We need a plot comparing HS and sqlasso in terms of the scale parameter, $\sigma$ (c.f. Figure 2 in [1]).

[1]: Polson, Nicholas G, and James G Scott. “Shrink Globally, Act Locally: Sparse Bayesian Regularization and Prediction.” Bayesian Statistics 9 (2010): 501–38.

DattaHub commented 7 years ago

I have created the HS bimodal plot, need to show that the sqrt-lasso doesn't suffer from bimodality.
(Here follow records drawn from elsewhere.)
//! Cluster Configuration
//!
//! Addressing, ring geometry and timing knobs shared by routers and replicas.
//! The binary fills this from CLI flags and `SHOPPING_*` environment variables;
//! tests build it from `Default` and shorten the timers.

use std::net::SocketAddr;
use std::time::Duration;

#[derive(Debug, Clone)]
pub struct ClusterConfig {
    pub host: String,
    /// Replica `S` listens on `server_base_port + S`.
    pub server_base_port: u16,
    /// Candidate router ports, probed in order.
    pub router_ports: Vec<u16>,
    /// Size of the hash space.
    pub hash_modulus: u64,
    pub virtual_nodes_per_server: u32,
    /// Servers placed on the bootstrap ring by a router.
    pub initial_servers: u32,
    /// Successor replicas kept for every list (levels 1..=replica_count).
    pub replica_count: usize,
    /// Ring successors tried during replication fan-out.
    pub fanout_candidates: usize,
    pub probe_timeout: Duration,
    pub data_timeout: Duration,
    pub fanout_deadline: Duration,
    pub request_deadline: Duration,
    pub join_settle_delay: Duration,
    /// Period of the hinted-handoff sweep. Zero disables it.
    pub handoff_interval: Duration,
}

impl Default for ClusterConfig {
    fn default() -> Self {
        Self {
            host: "127.0.0.1".to_string(),
            server_base_port: 5000,
            router_ports: vec![6001, 6002, 6003],
            hash_modulus: 1000,
            virtual_nodes_per_server: 3,
            initial_servers: 4,
            replica_count: 2,
            fanout_candidates: 10,
            probe_timeout: Duration::from_millis(200),
            data_timeout: Duration::from_secs(1),
            fanout_deadline: Duration::from_secs(10),
            request_deadline: Duration::from_secs(5),
            join_settle_delay: Duration::from_secs(1),
            handoff_interval: Duration::from_secs(10),
        }
    }
}

impl ClusterConfig {
    /// Port of replica `server_id`. Ids that would land past the last port are rejected
    /// rather than wrapped onto another server's port.
    pub fn server_port(&self, server_id: u32) -> anyhow::Result<u16> {
        u16::try_from(server_id)
            .ok()
            .and_then(|offset| self.server_base_port.checked_add(offset))
            .ok_or_else(|| {
                anyhow::anyhow!(
                    "server {} has no port above base {}",
                    server_id,
                    self.server_base_port
                )
            })
    }

    pub fn server_url(&self, server_id: u32) -> anyhow::Result<String> {
        Ok(format!("http://{}:{}", self.host, self.server_port(server_id)?))
    }

    pub fn router_url(&self, port: u16) -> String {
        format!("http://{}:{}", self.host, port)
    }

    pub fn server_bind_addr(&self, server_id: u32) -> anyhow::Result<SocketAddr> {
        Ok(format!("{}:{}", self.host, self.server_port(server_id)?).parse()?)
    }

    pub fn router_bind_addr(&self, port: u16) -> anyhow::Result<SocketAddr> {
        Ok(format!("{}:{}", self.host, port).parse()?)
    }

    /// Server ids placed on the bootstrap ring.
    pub fn initial_server_ids(&self) -> impl Iterator<Item = u32> {
        1..=self.initial_servers
    }
}
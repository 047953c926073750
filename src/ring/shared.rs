use super::hash_ring::HashRing;

use std::sync::Arc;
use tokio::sync::RwLock;

/// Process-wide handle to the current ring.
///
/// Readers get an immutable snapshot that stays valid for the whole operation;
/// writers replace the ring as a unit.
#[derive(Debug, Clone)]
pub struct SharedRing {
    current: Arc<RwLock<Arc<HashRing>>>,
}

impl SharedRing {
    pub fn new(ring: HashRing) -> Self {
        Self {
            current: Arc::new(RwLock::new(Arc::new(ring))),
        }
    }

    pub async fn snapshot(&self) -> Arc<HashRing> {
        self.current.read().await.clone()
    }

    /// Installs `ring` and returns the ring it replaced.
    pub async fn replace(&self, ring: HashRing) -> Arc<HashRing> {
        let mut guard = self.current.write().await;
        std::mem::replace(&mut *guard, Arc::new(ring))
    }

    /// Applies `change` to a copy of the current ring and installs the result.
    ///
    /// The write lock is held across the change, so concurrent updates serialize.
    pub async fn update<F, T>(&self, change: F) -> (Arc<HashRing>, T)
    where
        F: FnOnce(&mut HashRing) -> T,
    {
        let mut guard = self.current.write().await;
        let mut next = (**guard).clone();
        let result = change(&mut next);
        let next = Arc::new(next);
        *guard = next.clone();
        (next, result)
    }
}
use super::service::ReplicaNode;
use crate::protocol::{Message, ReplicaWrite, Transport};
use crate::storage::RecordKey;

use anyhow::Result;
use std::sync::Arc;
use std::time::Duration;

impl<T: Transport> ReplicaNode<T> {
    /// Starts the periodic hinted-handoff sweep. A zero interval disables it.
    pub fn start_handoff_loop(self: Arc<Self>) {
        let period = self.config.handoff_interval;
        if period.is_zero() {
            tracing::info!("Hinted handoff sweep disabled on server {}", self.server_id);
            return;
        }

        tokio::spawn(async move {
            // Spread the sweeps of servers started together.
            let jitter = rand::random::<u64>() % (period.as_millis() as u64).max(1);
            tokio::time::sleep(Duration::from_millis(jitter)).await;

            let mut interval = tokio::time::interval(period);
            loop {
                interval.tick().await;
                match self.forward_hints().await {
                    Ok(0) => {}
                    Ok(delivered) => tracing::info!("Server {} delivered {} hinted lists", self.server_id, delivered),
                    Err(e) => tracing::error!("Hinted handoff sweep failed on server {}: {}", self.server_id, e),
                }
            }
        });
    }

    /// Sends every hinted copy to the owner it stands in for. Copies the owner
    /// acknowledges are removed locally. Returns how many were delivered.
    pub async fn forward_hints(&self) -> Result<usize> {
        let hinted = self
            .store
            .scan(&|row| row.hinted_handoff.is_some() && !row.to_delete)?;
        let mut delivered = 0;

        for record in hinted {
            let Some(owner) = record.hinted_handoff else {
                continue;
            };
            let write = ReplicaWrite {
                virtual_node: owner,
                list_uuid: record.list_uuid,
                list_name: record.list_name.clone(),
                list_content: record.content.clone(),
                replication_level: record.replication_level,
                hinted_handoff: None,
            };

            let accepted = if self.is_local(owner) {
                self.apply_replica(write).await.is_ok()
            } else {
                match self.send_to(owner, &Message::ReplicateList(write)).await {
                    Ok(reply) => reply.is_ack(),
                    Err(e) => {
                        tracing::debug!("Hint owner {} still unreachable: {}", owner, e);
                        false
                    }
                }
            };
            if !accepted {
                continue;
            }

            // Drop the hint only if no newer write replaced it meanwhile.
            let sent = record.content.clone();
            self.store.update(&RecordKey::new(record.virtual_node, record.list_uuid), &mut |current| {
                match current {
                    Some(row) if row.hinted_handoff == Some(owner) && row.content == sent => None,
                    other => other,
                }
            })?;
            tracing::info!("Handed list {} back to {}", record.list_uuid, owner);
            delivered += 1;
        }
        Ok(delivered)
    }
}
//! Consistent-Hash Ring
//!
//! Maps list keys onto virtual nodes and defines the replica set of every key.
//!
//! ## Core Concepts
//! - **Virtual nodes**: each physical server owns several ring positions (`S<server>V<index>`),
//!   hashed with SHA-256 modulo a small fixed modulus.
//! - **Responsibility**: a key belongs to the first virtual node whose hash is >= the key's
//!   hash, wrapping around to the smallest entry.
//! - **Replica set**: the ring successors of the responsible node hold levels 1 and 2.
//! - **Sharing**: `SharedRing` hands out immutable snapshots and swaps in whole new rings on
//!   membership changes, so a lookup never sees a half-applied topology.

pub mod hash_ring;
pub mod shared;
pub mod types;

pub use hash_ring::{HashRing, ring_hash};
pub use shared::SharedRing;
pub use types::{RingError, VirtualNode, VirtualNodeId};

#[cfg(test)]
mod tests;
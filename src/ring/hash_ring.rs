use super::types::{RingError, VirtualNode, VirtualNodeId};

use sha2::{Digest, Sha256};

/// Separator between entries in the ring text form.
const ENTRY_SEPARATOR: &str = ":";

/// Places `input` on a ring of size `modulus`.
///
/// The SHA-256 digest is read as one big-endian integer and reduced modulo `modulus`.
pub fn ring_hash(input: &str, modulus: u64) -> u64 {
    let digest = Sha256::digest(input.as_bytes());
    let modulus = modulus.max(1) as u128;
    digest
        .iter()
        .fold(0u128, |acc, byte| (acc * 256 + *byte as u128) % modulus) as u64
}

/// Sorted set of virtual-node positions.
///
/// Entries are kept ordered by `(hash, server, index)`. Lookups are linear or
/// logarithmic in `servers x virtual nodes`, which stays small.
#[derive(Debug, Clone, PartialEq, Eq)]
pub struct HashRing {
    entries: Vec<VirtualNode>,
    modulus: u64,
}

impl HashRing {
    pub fn new(modulus: u64) -> Self {
        Self {
            entries: Vec::new(),
            modulus: modulus.max(1),
        }
    }

    /// Builds a ring with `virtual_nodes` positions for each server in `server_ids`.
    pub fn build(
        server_ids: impl IntoIterator<Item = u32>,
        virtual_nodes: u32,
        modulus: u64,
    ) -> Self {
        let mut ring = Self::new(modulus);
        for server_id in server_ids {
            ring.push_server(server_id, virtual_nodes);
        }
        ring.sort();
        ring
    }

    pub fn modulus(&self) -> u64 {
        self.modulus
    }

    pub fn len(&self) -> usize {
        self.entries.len()
    }

    pub fn is_empty(&self) -> bool {
        self.entries.is_empty()
    }

    pub fn entries(&self) -> &[VirtualNode] {
        &self.entries
    }

    pub fn hash_key(&self, key: &str) -> u64 {
        ring_hash(key, self.modulus)
    }

    /// The virtual node responsible for `key`.
    pub fn responsible_node(&self, key: &str) -> Option<VirtualNodeId> {
        self.responsible_for_hash(self.hash_key(key))
    }

    /// First entry whose hash is >= `hash`, wrapping to the first entry.
    pub fn responsible_for_hash(&self, hash: u64) -> Option<VirtualNodeId> {
        if self.entries.is_empty() {
            return None;
        }
        let idx = self.entries.partition_point(|node| node.hash < hash);
        let idx = if idx == self.entries.len() { 0 } else { idx };
        Some(self.entries[idx].id)
    }

    pub fn position(&self, id: VirtualNodeId) -> Option<usize> {
        self.entries.iter().position(|node| node.id == id)
    }

    pub fn get(&self, id: VirtualNodeId) -> Option<&VirtualNode> {
        self.entries.iter().find(|node| node.id == id)
    }

    pub fn successor(&self, id: VirtualNodeId) -> Option<VirtualNodeId> {
        let idx = self.position(id)?;
        Some(self.entries[(idx + 1) % self.entries.len()].id)
    }

    pub fn predecessor(&self, id: VirtualNodeId) -> Option<VirtualNodeId> {
        let idx = self.position(id)?;
        let len = self.entries.len();
        Some(self.entries[(idx + len - 1) % len].id)
    }

    /// The `count` ring successors of `primary`, in ring order.
    ///
    /// Never includes `primary` itself, so at most `len - 1` entries come back.
    pub fn nodes_for_replication(&self, primary: VirtualNodeId, count: usize) -> Vec<VirtualNodeId> {
        let Some(idx) = self.position(primary) else {
            return Vec::new();
        };
        let len = self.entries.len();
        (1..len)
            .take(count)
            .map(|offset| self.entries[(idx + offset) % len].id)
            .collect()
    }

    /// Responsible node for `key` followed by its `replicas` successors.
    pub fn preference_list(&self, key: &str, replicas: usize) -> Vec<VirtualNodeId> {
        let Some(primary) = self.responsible_node(key) else {
            return Vec::new();
        };
        let mut nodes = vec![primary];
        nodes.extend(self.nodes_for_replication(primary, replicas));
        nodes
    }

    /// Adds the positions of `server_id`. Returns false if the server was already present.
    pub fn add_server(&mut self, server_id: u32, virtual_nodes: u32) -> bool {
        if self.contains_server(server_id) {
            return false;
        }
        self.push_server(server_id, virtual_nodes);
        self.sort();
        true
    }

    /// Removes every position of `server_id`. Returns false if it had none.
    pub fn remove_server(&mut self, server_id: u32) -> bool {
        let before = self.entries.len();
        self.entries.retain(|node| node.server_id() != server_id);
        self.sort();
        self.entries.len() != before
    }

    pub fn contains_server(&self, server_id: u32) -> bool {
        self.entries.iter().any(|node| node.server_id() == server_id)
    }

    /// Distinct physical servers on the ring, ascending.
    pub fn servers(&self) -> Vec<u32> {
        let mut servers: Vec<u32> = self.entries.iter().map(VirtualNode::server_id).collect();
        servers.sort_unstable();
        servers.dedup();
        servers
    }

    /// Positions owned by `server_id`, ordered by virtual index.
    pub fn virtual_nodes_of(&self, server_id: u32) -> Vec<VirtualNodeId> {
        let mut nodes: Vec<VirtualNodeId> = self
            .entries
            .iter()
            .filter(|node| node.server_id() == server_id)
            .map(|node| node.id)
            .collect();
        nodes.sort_by_key(|id| id.index);
        nodes
    }

    /// Text form: `"<vnode>,<hash>"` entries joined by `:`.
    pub fn encode(&self) -> String {
        self.entries
            .iter()
            .map(VirtualNode::to_string)
            .collect::<Vec<_>>()
            .join(ENTRY_SEPARATOR)
    }

    /// Parses the text form produced by [`HashRing::encode`]. Empty segments are skipped.
    pub fn decode(text: &str, modulus: u64) -> Result<Self, RingError> {
        let mut ring = Self::new(modulus);
        for part in text.split(ENTRY_SEPARATOR) {
            if part.trim().is_empty() {
                continue;
            }
            ring.entries.push(part.parse()?);
        }
        ring.sort();
        Ok(ring)
    }

    fn push_server(&mut self, server_id: u32, virtual_nodes: u32) {
        for index in 1..=virtual_nodes {
            let id = VirtualNodeId::new(server_id, index);
            let hash = ring_hash(&id.to_string(), self.modulus);
            self.entries.push(VirtualNode { id, hash });
        }
    }

    fn sort(&mut self) {
        self.entries.sort_by_key(|node| (node.hash, node.id));
        self.entries.dedup_by_key(|node| node.id);
    }
}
Here is the MWE:

set.seed(123)
beta = 20; sigmasq = 1
X = matrix(c(1,1),byrow=T)
y = X%*%beta + rnorm(2)
#library(horseshoe)

res <- horseshoe(y, X, method.tau = "truncatedCauchy",
                       method.sigma = "Jeffreys",
                 burn = 1000, nmc = 5000, alpha = 0.05)
#library(ggplot2)
samples.hs <- data.frame(values = t(unlist(res$BetaSamples)))
ggplot(data=samples.hs,aes(x=values))+
  geom_density(position="identity")
brandonwillard commented 7 years ago

It looks like horseshoe's Jeffery's prior for $\sigma^2$ produces samples from the reciprocal of a Gamma with shape 2.0 and scale around 1/100. This puts the expected value of those samples pretty far out there.

If you replicate the observations, e.g.

X = matrix(rep(c(1, 0, 0, 1), 20),
           ncol=2, 
           byrow=T)

beta = c(20, 20)

y_hat = X %*% beta

(y = drop(y_hat + rnorm(nrow(X))))

then horseshoe produces reasonable results (as expected).